__Exercise description__: Return the lines below that carry the word "Deserialize".

======== Dataset extract

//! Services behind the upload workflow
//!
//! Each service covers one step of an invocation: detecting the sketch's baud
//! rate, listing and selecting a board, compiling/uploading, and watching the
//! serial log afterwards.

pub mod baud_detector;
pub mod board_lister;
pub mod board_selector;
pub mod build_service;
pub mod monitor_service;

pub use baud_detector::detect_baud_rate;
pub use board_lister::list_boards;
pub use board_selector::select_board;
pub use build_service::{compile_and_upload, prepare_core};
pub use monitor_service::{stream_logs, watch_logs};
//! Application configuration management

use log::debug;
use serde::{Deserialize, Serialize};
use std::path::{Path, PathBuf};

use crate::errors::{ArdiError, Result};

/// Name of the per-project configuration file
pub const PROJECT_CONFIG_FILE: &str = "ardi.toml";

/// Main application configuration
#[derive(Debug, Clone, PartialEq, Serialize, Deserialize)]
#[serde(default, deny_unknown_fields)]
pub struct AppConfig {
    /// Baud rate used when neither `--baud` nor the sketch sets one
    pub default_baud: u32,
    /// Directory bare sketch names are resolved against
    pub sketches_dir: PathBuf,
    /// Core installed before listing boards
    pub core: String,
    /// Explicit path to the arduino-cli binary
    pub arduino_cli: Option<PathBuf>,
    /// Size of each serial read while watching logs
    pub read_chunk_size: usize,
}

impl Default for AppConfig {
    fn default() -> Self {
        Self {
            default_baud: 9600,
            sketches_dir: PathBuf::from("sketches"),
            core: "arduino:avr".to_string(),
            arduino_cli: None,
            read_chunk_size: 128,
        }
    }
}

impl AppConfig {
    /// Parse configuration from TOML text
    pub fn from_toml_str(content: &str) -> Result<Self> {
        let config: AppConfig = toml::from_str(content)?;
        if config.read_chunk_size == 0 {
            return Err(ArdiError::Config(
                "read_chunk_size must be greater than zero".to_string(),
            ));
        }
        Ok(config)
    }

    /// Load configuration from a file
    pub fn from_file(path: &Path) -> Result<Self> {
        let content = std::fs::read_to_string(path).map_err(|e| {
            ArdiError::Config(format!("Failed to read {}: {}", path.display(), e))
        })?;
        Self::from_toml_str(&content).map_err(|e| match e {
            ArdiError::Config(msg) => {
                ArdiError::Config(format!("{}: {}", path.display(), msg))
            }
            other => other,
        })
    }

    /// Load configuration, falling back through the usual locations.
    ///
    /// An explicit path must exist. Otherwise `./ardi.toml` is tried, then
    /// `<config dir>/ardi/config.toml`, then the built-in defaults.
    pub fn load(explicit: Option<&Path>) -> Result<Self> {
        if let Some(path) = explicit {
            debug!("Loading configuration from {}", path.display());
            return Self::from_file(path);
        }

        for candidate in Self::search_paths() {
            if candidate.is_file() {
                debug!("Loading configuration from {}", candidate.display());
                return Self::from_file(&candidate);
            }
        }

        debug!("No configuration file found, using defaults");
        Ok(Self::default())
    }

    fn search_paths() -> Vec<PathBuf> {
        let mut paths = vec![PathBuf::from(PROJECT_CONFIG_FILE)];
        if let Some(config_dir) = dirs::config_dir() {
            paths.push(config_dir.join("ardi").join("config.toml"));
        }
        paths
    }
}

================

__Your response__:
use serde::{Deserialize, Serialize};
#[derive(Debug, Clone, PartialEq, Serialize, Deserialize)]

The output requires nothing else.